Albay 1st District Representative Edcel Lagman refiled the measure to make divorce legal in the country after his similar bill was not acted on in the 18th Congress.
Lagman said he is hopeful that “beleaguered and tormented wives can soon be liberated from irretrievably dysfunctional marriages or inordinately abusive marital relations” with House Bill No. 78, an Act Reinstituting Divorce as an Alternative Mode for the Dissolution of Marriage.
An identical divorce bill was approved by the Committee on Population and Family Relations in August 2021 but was marooned in the Committee on Appropriations due to the COVID-19 pandemic.
“The divorce bill is an apt sequel to the Reproductive Health Act.”
The veteran legislator said the divorce bill is an apt sequel to the Reproductive Health Act, which he also authored since the woman is the central figure in both measures.
The Philippines is the only country, aside from the Vatican, that outlaws absolute divorce.
The Catholic hierarchy grants canonical dissolution of marriage while all other Catholic countries recognize absolute divorce in varying degrees of liberality.
The bill reinstates absolute divorce because it was previously practiced by pre-Spanish Filipinos and also during the American era and Japanese occupation.
“The severance of a marriage bond is a decent interment of a long-dead marriage.”

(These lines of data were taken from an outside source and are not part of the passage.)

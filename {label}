RAW_CHARS: {raw_chars}
TRUNCATED: {truncated}
--- BEGIN ---
{content}
--- END ---
"
    )
}

/// Format the markdown rendition of a web page.
pub fn format_url_section(url: &str, content: &str, raw_chars: usize, truncated: bool) -> String {
    format!(
        "\
=== URL: {url} ===
RAW_CHARS: {raw_chars}
TRUNCATED: {truncated}
--- BEGIN ---
{content}
--- END ---
"
    )
}

#[cfg(test)]
mod tests {
    use super::*;

    fn chunk(label: &str, content: &str) -> Chunk {
        Chunk {
            id: "c".into(),
            source_id: "s".into(),
            source_label: label.into(),
            content: content.into(),
            score: 0.9,
            url: None,
        }
    }

    #[test]
    fn knowledge_section_lists_chunks() {
        let out = format_knowledge_section("tides", &[chunk("Almanac", "High at noon")]);
        assert!(out.starts_with("=== KNOWLEDGE ===\nQUERY: tides\nRESULTS: 1\n"));
        assert!(out.contains("--- BEGIN: Almanac ---\nHigh at noon\n--- END ---"));
        assert!(out.ends_with("=== END_KNOWLEDGE ===\n"));
    }

    #[test]
    fn knowledge_section_marks_empty_results() {
        let out = format_knowledge_section("nothing", &[]);
        assert!(out.contains("[NO MATCHING KNOWLEDGE]"));
    }

    #[test]
    fn file_section_has_delimiters() {
        let out = format_file_section("notes.txt", "body", 4, false);
        assert!(out.contains("=== FILE: notes.txt ==="));
        assert!(out.contains("--- BEGIN ---\nbody\n--- END ---"));
    }
}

The seasoned lawmaker said no less than the Supreme Court has ruled in the case Te v. Te (GR No. 161793, Feb. 13, 2009), that the severance of a marriage bond is a decent interment of a long-dead marriage.
He added that “notwithstanding the adoption of the 1987 Constitution of the precepts that marriage is a social institution and the foundation of the family is inviolable, the Commissioners of the 1986 Constitutional Commission were unanimous that the Congress is not prohibited or precluded from instituting absolute divorce and dissolution of marriage under the current Charter”.
Lagman said he will file a bill mandating the teaching of tax literacy, consciousness, and responsibility in intermediate, secondary, technical-vocational, and tertiary education.